Ciaran A. O'Mara, B.C.L., (Auditor 1976 / 77)
SOL I C I TORS' APPRENT I CES
DEBAT ING
SOCIETY OF IRELAND
The 93rd Inaugural Meeting of this Society was held in
the Library of Solicitors' Buildings on Friday, 28th
January, 1977, at 8.00 p.m. The President, Mr. Bruce St.
St. John Blake, presided. The minutes of the previous
meeting were then read with the customary humour and
irrelevancies.
The President then presented the following awards for
the 92nd Session:-
Oratory
Incorporated Law Society's Gold Medal: Thomas
Murran, LL.M.
Society's Silver Medal: Maria Durand.
Legal Debate
President's Gold Medal: Ciaran O'Mara, B.C.L.
Society's Silver Medal: Jacqueline Maloney.
Impromptu Speeches
Vice-President's Gold Medal: Neal Lamb, B.C.L.
Society's Silver Medal: Michael D. Murphy.
Irish Debate
Society's Parchment: Eugene Tormey, B.C.L.
First Year Speeches
Society's Silver Medal: Niall King.
Replical of Auditorial Insignia
Niall Sheridan, B.C.L.
The President then called on the Auditor, Mr. Ciaran
A. O'Mara, B.C.L. to deliver his Inaugural address on
Illegitimacy in Irish Law — FSlius Nullius? In the course
of his address, the Auditor said:-
Family Law could be said in recent years to have
become a much more publicised branch of the law.
Knowledge and information have dramatically spread,
leading to pressure for reform. As a result legislation has
been enacted dealing with succession, maintenance and
the family home. However, it can be said, I think fairly,
that our approach to the crises of family breakdown and
insecurity has been piecemeal.
The new Family Law (Maintenance of Spouses and
Children) Act, 1976, is a prime example of the response
of our Legislators. It provides a basic District Court
remedy for failure to maintain one's spouse and children.

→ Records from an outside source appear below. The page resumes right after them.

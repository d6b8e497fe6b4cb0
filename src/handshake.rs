//! Registration handshake.
//!
//! Before a socket is trusted the directory drives three calls:
//!
//! ```text
//! directory                              client
//!    │ sys_reg(T, R, H, extend?) ─────────►│ verify H = sha1("T.R.xdapp.com"), |now - T| <= 180
//!    │◄──────── {status, app, name, time, rand, version, hash}
//!    │ sys_regOk(data, T, R, H) ──────────►│ verify H = registration hash, mark trusted
//!    │ sys_regErr(msg, data) ─────────────►│ fatal, close
//! ```
//!
//! The registration hash is `sha1("{app}.{service}.{T}.{R}.{key}.xdapp.com")`.
//! Every operation returns a [`Reply`]: the value to answer with and what to
//! do with the socket afterwards. Failures that point at a configuration
//! problem (bad hash, clock skew, short nonce, rejection) are [`Verdict::Fatal`].

use std::sync::Arc;
use std::time::{Duration, SystemTime, UNIX_EPOCH};

use md5::Md5;
use serde_json::{json, Value};
use sha1::{Digest, Sha1};

use crate::error::Result;
use crate::handler::{system_names, HandlerRegistry};
use crate::state::ConnectionState;

/// Domain mixed into every handshake hash.
pub const HASH_DOMAIN: &str = "xdapp.com";

/// Largest accepted difference between directory and local clocks.
pub const MAX_CLOCK_SKEW_SECS: i64 = 180;

/// Shortest accepted confirmation nonce.
pub const MIN_NONCE_LEN: usize = 16;

/// Timeout for the public address lookup.
pub const IP_LOOKUP_TIMEOUT: Duration = Duration::from_secs(3);

/// Default base URL of the public address lookup.
pub const DEFAULT_IP_LOOKUP_URL: &str = "https://www.xdapp.com";

/// `sha1("{time}.{rand}.xdapp.com")`, hex encoded.
pub fn challenge_hash(time: &str, rand: &str) -> String {
    sha1_hex(&format!("{}.{}.{}", time, rand, HASH_DOMAIN))
}

/// `sha1("{app}.{service}.{time}.{rand}.{key}.xdapp.com")`, hex encoded.
pub fn registration_hash(app: &str, service: &str, time: &str, rand: &str, key: &str) -> String {
    sha1_hex(&format!("{}.{}.{}.{}.{}.{}", app, service, time, rand, key, HASH_DOMAIN))
}

/// `md5("{app}{time}.xdapp.com")`, hex encoded.
pub fn lookup_sign(app: &str, time: i64) -> String {
    let mut hasher = Md5::new();
    hasher.update(format!("{}{}.{}", app, time, HASH_DOMAIN).as_bytes());
    hex::encode(hasher.finalize())
}

fn sha1_hex(input: &str) -> String {
    let mut hasher = Sha1::new();
    hasher.update(input.as_bytes());
    hex::encode(hasher.finalize())
}

/// Current Unix time in seconds.
pub fn unix_now() -> i64 {
    SystemTime::now()
        .duration_since(UNIX_EPOCH)
        .map(|d| d.as_secs() as i64)
        .unwrap_or(0)
}

/// Identity presented during registration.
#[derive(Debug, Clone, PartialEq, Eq)]
pub struct Credentials {
    /// Application name.
    pub app: String,
    /// Service name.
    pub service: String,
    /// Pre-shared key.
    pub key: String,
    /// Declared client version.
    pub version: String,
}

impl Credentials {
    /// Registration hash for `time` and `rand` with these credentials.
    pub fn hash(&self, time: &str, rand: &str) -> String {
        registration_hash(&self.app, &self.service, time, rand, &self.key)
    }
}

/// What happens to the socket after the reply is sent.
#[derive(Debug, Clone, Copy, PartialEq, Eq)]
pub enum Verdict {
    /// Keep serving.
    Continue,
    /// Set the fatal flag and close; no reconnection.
    Fatal,
}

/// Result of a handshake operation.
#[derive(Debug, Clone, PartialEq)]
pub struct Reply {
    /// Value returned to the directory.
    pub value: Value,
    /// Follow-up for the socket.
    pub verdict: Verdict,
}

impl Reply {
    fn ok(value: Value) -> Self {
        Self {
            value,
            verdict: Verdict::Continue,
        }
    }

    /// `{status: false, err}` without touching the socket.
    fn refused(err: String) -> Self {
        tracing::warn!("{}", err);
        Self {
            value: json!({ "status": false, "err": err }),
            verdict: Verdict::Continue,
        }
    }

    /// `{status: false, err}`, then fatal.
    fn failed(err: String) -> Self {
        tracing::warn!("{}", err);
        Self {
            value: json!({ "status": false, "err": err }),
            verdict: Verdict::Fatal,
        }
    }

    fn fatal(value: Value) -> Self {
        Self {
            value,
            verdict: Verdict::Fatal,
        }
    }
}

/// Public address lookup used by extended registration.
#[derive(Debug, Clone)]
pub struct IpLookup {
    client: reqwest::Client,
    base_url: String,
}

impl IpLookup {
    /// Create a lookup against `base_url` (scheme and host, no path).
    pub fn new(base_url: impl Into<String>) -> Self {
        let client = reqwest::Client::builder()
            .timeout(IP_LOOKUP_TIMEOUT)
            .user_agent(concat!("servicereg-client/", env!("CARGO_PKG_VERSION")))
            .build()
            .unwrap_or_default();
        Self {
            client,
            base_url: base_url.into().trim_end_matches('/').to_string(),
        }
    }

    /// Lookup URL for `app` at `time`.
    pub fn url(&self, app: &str, time: i64) -> String {
        format!(
            "{}/api/myip?appId={}&time={}&sign={}",
            self.base_url,
            app,
            time,
            lookup_sign(app, time)
        )
    }

    /// Fetch the address the lookup service sees us coming from.
    pub async fn lookup(&self, app: &str, time: i64) -> Result<String> {
        let response = self.client.get(self.url(app, time)).send().await?;
        Ok(response.text().await?)
    }
}

impl Default for IpLookup {
    fn default() -> Self {
        Self::new(DEFAULT_IP_LOOKUP_URL)
    }
}

/// The client side of the registration handshake.
pub struct Handshake {
    credentials: Credentials,
    state: Arc<ConnectionState>,
    registry: Arc<HandlerRegistry>,
    ip_lookup: IpLookup,
}

impl Handshake {
    /// Create the handshake for one service.
    pub fn new(
        credentials: Credentials,
        state: Arc<ConnectionState>,
        registry: Arc<HandlerRegistry>,
        ip_lookup: IpLookup,
    ) -> Self {
        Self {
            credentials,
            state,
            registry,
            ip_lookup,
        }
    }

    /// Credentials presented to the directory.
    pub fn credentials(&self) -> &Credentials {
        &self.credentials
    }

    /// `sys_reg(time, rand, hash, extend = false)`.
    ///
    /// `now` is the local Unix time; it is checked against `time` and sent
    /// back as the reply's own timestamp.
    pub async fn challenge(&self, args: &[Value], now: i64) -> Reply {
        if self.state.is_trusted() {
            return Reply::refused("sys_reg() received on an already registered connection".to_string());
        }

        let (time, rand, hash) = match (text_arg(args, 0), text_arg(args, 1), text_arg(args, 2)) {
            (Some(t), Some(r), Some(h)) => (t, r, h),
            _ => return Reply::failed("sys_reg() called with missing arguments".to_string()),
        };

        if !hash.eq_ignore_ascii_case(&challenge_hash(&time, &rand)) {
            return Reply::failed("sys_reg() hash verification failed".to_string());
        }

        let server_time = match time.parse::<i64>() {
            Ok(t) => t,
            Err(_) => return Reply::failed(format!("sys_reg() timestamp {:?} is not a number", time)),
        };
        let diff = now.abs_diff(server_time);
        if diff > MAX_CLOCK_SKEW_SECS.unsigned_abs() {
            return Reply::failed(format!(
                "sys_reg() request expired, check the system clock. Server time: {}, local time: {}, diff: {}",
                server_time, now, diff
            ));
        }

        let mut reply = json!({
            "status": true,
            "app": self.credentials.app,
            "name": self.credentials.service,
            "time": now,
            "rand": rand,
            "version": self.credentials.version,
            "hash": self.credentials.hash(&now.to_string(), &rand),
        });

        if args.get(3).is_some_and(truthy) {
            let ip = match self.ip_lookup.lookup(&self.credentials.app, now).await {
                Ok(ip) => ip,
                Err(e) => {
                    tracing::warn!("Public address lookup failed: {}", e);
                    String::new()
                }
            };
            reply["ip"] = Value::String(ip);
        }

        self.state.registering();
        Reply::ok(reply)
    }

    /// `sys_regOk(data, time, rand, hash)`.
    pub fn confirm(&self, args: &[Value]) -> Reply {
        if self.state.is_trusted() {
            tracing::warn!("sys_regOk() received on an already registered connection, ignored");
            return Reply::ok(Value::Null);
        }

        let data = args.first().cloned().unwrap_or(Value::Null);
        let (time, rand, hash) = match (text_arg(args, 1), text_arg(args, 2), text_arg(args, 3)) {
            (Some(t), Some(r), Some(h)) => (t, r, h),
            _ => {
                tracing::warn!("sys_regOk() called with missing arguments");
                return Reply::fatal(Value::Null);
            }
        };

        if rand.len() < MIN_NONCE_LEN {
            tracing::warn!(
                "sys_regOk() nonce has {} characters, at least {} required",
                rand.len(),
                MIN_NONCE_LEN
            );
            return Reply::fatal(Value::Null);
        }

        if !hash.eq_ignore_ascii_case(&self.credentials.hash(&time, &rand)) {
            tracing::warn!("Service registration failed, confirmation hash mismatch");
            return Reply::fatal(Value::Null);
        }

        if !self.state.trust(data) {
            // Lost a race with another confirmation or a fatal error.
            return Reply::ok(Value::Null);
        }

        tracing::info!(
            "Service registered: {}->{}",
            self.credentials.app,
            self.credentials.service
        );
        let names: Vec<String> = system_names().chain(self.registry.names().iter().cloned()).collect();
        log_exposed(&partition_names(&names, &self.credentials.service), &self.credentials.service);

        Reply::ok(Value::Null)
    }

    /// `sys_regErr(msg, data)`.
    pub fn reject(&self, args: &[Value]) -> Reply {
        let message = args.first().and_then(Value::as_str).unwrap_or("registration rejected");
        let data = args.get(1).filter(|v| !v.is_null()).map(Value::to_string).unwrap_or_default();
        tracing::warn!(data = %data, "Service registration rejected: {}", message);
        Reply::fatal(Value::Null)
    }
}

/// Exposed names grouped for the operator log.
#[derive(Debug, Default, PartialEq, Eq)]
pub struct ExposedNames {
    /// `sys_*` calls.
    pub system: Vec<String>,
    /// Calls under the service's own prefix, reachable from the web.
    pub service: Vec<String>,
    /// Everything else.
    pub other: Vec<String>,
}

/// Group `names` by prefix, rendering `a_b_c` as `b.c()`.
pub fn partition_names(names: &[String], service: &str) -> ExposedNames {
    let mut groups = ExposedNames::default();
    for name in names {
        if name == "#" {
            continue;
        }
        match name.split_once('_') {
            None => groups.other.push(name.clone()),
            Some((prefix, rest)) => {
                let display = format!("{}()", rest.replace('_', "."));
                if prefix.eq_ignore_ascii_case("sys") {
                    groups.system.push(display);
                } else if prefix.eq_ignore_ascii_case(service) {
                    groups.service.push(display);
                } else {
                    groups.other.push(display);
                }
            }
        }
    }
    groups
}

fn log_exposed(groups: &ExposedNames, service: &str) {
    tracing::info!("System RPC: {}", groups.system.join(", "));
    tracing::info!("Exposed web RPC: {}", groups.service.join(", "));
    if !groups.other.is_empty() {
        tracing::info!("Exposed RPC not callable from the web: {}", groups.other.join(", "));
        tracing::info!("Prefix them with `{}_` to expose them to the web", service);
    }
}

fn text_arg(args: &[Value], index: usize) -> Option<String> {
    match args.get(index)? {
        Value::String(s) => Some(s.clone()),
        Value::Number(n) => Some(n.to_string()),
        _ => None,
    }
}

fn truthy(value: &Value) -> bool {
    match value {
        Value::Bool(b) => *b,
        Value::Number(n) => n.as_f64().is_some_and(|f| f != 0.0),
        Value::String(s) => !s.is_empty() && s != "0",
        Value::Null => false,
        Value::Array(a) => !a.is_empty(),
        Value::Object(o) => !o.is_empty(),
    }
}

However, in practice, this Act is being used by lawyers as
a general solution to marital breakdown—likewise with the
Guardianship of Infants Act 1964 in the High Court. I
feel that we have as yet only scratched the surface of
family problems. Short-term and interim answers do little
about the root causes of the misery that is increasingly
evident in Irish family life. We must get down to the basic
problems and particularly to the structure of the Family
in Irish society.
Irish Family Law reflects the constitutional and social
precepts upon which our society is founded. The Canon
Law influenced the Common Law system which we have in
this country, and this meant that the law adopted the
Christian view of the family, based on marriage. It would
seem that the 1937 Constitution entrenched this view in
Article 41, which states: "The State pledges itself to guard
with special care the institution of Marriage, on which the
Family is founded, and to protect it against attack''. Our
judges have accepted this as delimiting the family to the
marital sphere. The majority viewpoint in
McGee v.
Attorney General
[1974] I.R. 284 clearly enunciated
privacy as a personal right of married persons and Kenny
J. in
McN.
v.
L.
in 1970 considered that a mother and her
illegitimate child were not a family within the meaning of
Article 41.
So we can see that our law clearly draws a distinction
of status between those who are part of a formal family
and those who are not. This distinction has the role of
underlining the concepts of morality which our society
accepted. Amongst Church and State, there is general
agreement that we must protect the institution of Marriage
and its effects on public morality as being fundamental to
the fabric of society. What concerns us is the effect of this
distinction both in law and in general social terms on
those who fall outside the fold.
Historically, the attitude of the Common Law towards
illegitimacy reflected the Canon Law approach just as it
followed the general view of the Church on marriage.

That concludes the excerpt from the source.